Antanas Smetona and his wife Sofija moved in with their son Julius on Ablewhite Avenue on the northeast side of the city, off Eddy Road, near Lake Erie. Julius worked as a grinder for Standard Tool and was married to Birute Nasvytyte, a former concert pianist, raising their two children. The self-styled President-in-Exile worked on his memoirs and visited Lithuanian communities across America speaking about the plight of the mother country and his hopes for its post-war independence.
“What the Magna Carta was to the English, what the rights of man of the French Revolution were to personal liberty, the Atlantic Charter is to nations, especially small nations like ours,” he said.
When my parents bought a two-and-a-half story duplex with a backyard big enough for a pack of kids, their first house in the United States, doubling up with my father’s sister and her family in 1958, all of us recent immigrants, it was about a mile from the exile’s residence. When I attended the Iowa-Maple Elementary School my first school year in Cleveland I sat in a classroom a stone’s throw from the house. I wasn’t aware of it at the time, that the ex-president of Lithuania died in that house less than twenty years earlier.
The day he died, Sunday January 9, 1944, he and his wife were in their upstairs bedroom relaxing. It had snowed lightly on Saturday and the windows were frosty, below freezing. They smelled something foul and saw smoke oozing into their room from under the door.

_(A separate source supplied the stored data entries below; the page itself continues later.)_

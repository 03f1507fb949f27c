pub mod device;
pub mod info;
pub mod message;

use crate::error::QpuResult;

/// Allocation flag: L2-cache allocating, bus alias `0x4xxx_xxxx`.
pub const MEM_FLAG_L2_ALLOCATING: u32 = 3 << 2;
pub const MEM_FLAG_L2_COHERENT: u32 = 2 << 2;
pub const MEM_FLAG_DIRECT: u32 = 1 << 2;

/// Bits of a bus address that select the cache alias rather than the physical page.
pub const BUS_ALIAS_MASK: u32 = 0xc000_0000;

/// The firmware operations the execution core depends on.
///
/// Each call is one request/response round trip. Implementations must not retry.
pub trait Mailbox {
    /// Allocate `size` bytes of GPU memory aligned to `align`. Returns the firmware handle.
    fn mem_alloc(&self, size: u32, align: u32, flags: u32) -> QpuResult<u32>;

    fn mem_free(&self, handle: u32) -> QpuResult<()>;

    /// Lock an allocation in place and return its bus address.
    fn mem_lock(&self, handle: u32) -> QpuResult<u32>;

    fn mem_unlock(&self, handle: u32) -> QpuResult<()>;

    /// Run `num_tasks` QPU programs described by the control block at `control`.
    fn execute_qpu(&self, num_tasks: u32, control: u32, noflush: bool, timeout_ms: u32)
    -> QpuResult<()>;

    /// Power the QPUs on or off.
    fn set_qpu_enabled(&self, enable: bool) -> QpuResult<()>;
}

// Re-export the device for easy access
pub use device::VcioDevice;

The furnace had been acting up lately. “The night before yesterday coal fumes made me dizzy. I could not think clearly. Now I have completely recovered,” he wrote in his journal two months earlier. This was worse. His thinking days were soon going to be over.
The overheated furnace caught fire, leapt up the chimney, and swept through the house. The man and wife bolted out of the room and down the stairs, but he turned around, stepping back into the bedroom, grabbing a fur-lined overcoat to throw over his head. By the time he turned again to flee his wife was in the front yard. He never made it out of the house alive.
Fire Battalion Chief Tom O’Brien said afterwards the fire had a “head start,” making it difficult to fight. The coal room was red-hot. By the time they extinguished the blaze and accounted for everyone, they went looking for Antanas Smetona. They saved the house but found him face down in the second-floor kitchen dead of suffocation. Police outlined in chalk where his body was found, and other policemen carried him out on a stiff board.
The pull out the stops funeral was at the Cathedral of St. John the Evangelist and was presided over by Bishop Edward Hoban. The Cleveland Police Mounted Unit saluted as his coffin was carried out the front door. He was buried in Cleveland’s Knollwood Cemetery but in 1975 was moved to Chardon, next to his wife, who died in 1968.
Although the inter-war years in Lithuania are often referred to as the Smetonian years, there is no monument to the man in Vilnius. “I really wouldn’t want to say whether I’d approve a monument to Smetona, or not,” Remigius Simasius the mayor of the city said. In the end he didn’t say. There is still some bad blood about the putsch and his authoritarianism.
“Perhaps not so much for the coup itself than for disbanding political parties and essentially destroying the opposition,” said Vilnius University historian Alfredas Bumblauskas.
When I went back the next summer to visit my father, I walked to where I knew Antanas Smetona was six feet up. The polished granite slabs are on a wall above Grace and Philip McGarry and below Michael and Anna Pula. Someone had fixed fresh flowers to both Antanas and Sofija’s facings. The sepulchral stone was spic-and-span.
I thought of Blind Lemon Jefferson’s song, “There’s just one kind favor I’ll ask of you, see that my grave is kept clean.”
No matter what, whether he had done the best he could, or not, whether he was a statesman or a tyrant, whether he was in Heaven or Hell, the earthly remains of the man were beyond reproach in his neat as a pin final resting place at All Souls.